Am Freitag 19 März 2010 schrieb Jan Depner:
Karsten,
Last year I emailed you with a question about the TASCAM US-1641 and
you replied with a bit of information related to the US-144. I finally
bought the US-1641 (it went down to $299 US). It works great under
Windows with Cubase. In fact, I'm tempted to just leave it at that
since it works so well but I hate the thought of having it here and not
being able to use it in Linux. I have installed UsbSnoop on Windows and
can dump the tons of traffic back and forth between the device and the
system. My problem is that I have no idea where to start. I'm a pretty
good C programmer (I've been doing it for a living since 1989 [FORTRAN
since 1978]) so I think I could probably figure this thing out if I
could just get started. You mentioned something about using libusb or
usblib instead of playing around with building and modifying a kernel.
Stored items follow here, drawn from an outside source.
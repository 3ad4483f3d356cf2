//! `SeaORM` entity for the subscriptions table.

use sea_orm::entity::prelude::*;
use serde::{Deserialize, Serialize};

use super::sea_orm_active_enums::SubscriptionType;

#[derive(Clone, Debug, PartialEq, DeriveEntityModel, Eq, Serialize, Deserialize)]
#[sea_orm(table_name = "subscriptions")]
pub struct Model {
    #[sea_orm(primary_key, auto_increment = false)]
    pub id: Uuid,
    pub company_id: Uuid,
    pub contact_id: Uuid,
    /// External subscription id; unique per company.
    pub external_id: String,
    pub subscription_type: SubscriptionType,
    pub price: Decimal,
    pub start_date: Date,
    pub end_date: Date,
    pub invoice_id: Option<Uuid>,
    pub created_at: DateTimeWithTimeZone,
}

#[derive(Copy, Clone, Debug, EnumIter, DeriveRelation)]
pub enum Relation {
    #[sea_orm(
        belongs_to = "super::contacts::Entity",
        from = "Column::ContactId",
        to = "super::contacts::Column::Id"
    )]
    Contacts,
}

impl Related<super::contacts::Entity> for Entity {
    fn to() -> RelationDef {
        Relation::Contacts.def()
    }
}

impl ActiveModelBehavior for ActiveModel {}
I don't have any problem with building a kernel and hacking it but I
need a starting point. Are there ANY USB 2.0 audio drivers for Linux
that I could start with? Is the US122L or the US144 USB 2.0? Any help
you could give me would be greatly appreciated.
hey jan,
the US122L linux driver uses non-standard USB 2.0. It comes with a kernel part
in snd_usb_us122l and a userspace alsa-plugin called usb_stream.
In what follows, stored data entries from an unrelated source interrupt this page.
//! Database migration runner for Farebox.
//!
//! Usage:
//!   migrator up      - Run all pending migrations
//!   migrator down    - Rollback last migration
//!   migrator status  - Show migration status
//!   migrator fresh   - Drop all tables and re-run migrations

use sea_orm_migration::prelude::*;
use farebox_db::migration::Migrator;

#[tokio::main]
async fn main() {
    // Load .env file if present
    dotenvy::dotenv().ok();

    // Run the migrator CLI (it sets up its own tracing)
    cli::run_cli(Migrator).await;
}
i've heard the US-1641 uses bulk usb packets for audio
(maybe bulk in, iso out or the other way round), where snd_usb_us122l uses
iso packets only.
the devices sample rate is most likely interpreted from audio in packets and
the audio out packets are cut to fit.
the hard stuff is figuring from the usbsnoop dump, what happens why and when.
then one would verify things by trying out. you already know that ;-)
sequence of operation guessed:
- lowlevel initialisation
- sample format setup
- sample rate setup
- stream start
- audio i/o
iirc, the actual userspace start/stop on the usb_us122l doesn't change the audio i/o,
userspace just starts/stops reading/writing the audio.
using libusb for trying out could spare you some kernel crashes + reboot cycles.
if you've verified operations via libusb, moving to a kernel driver, maybe expanding
or using snd-usb-us122l as a template might be easier.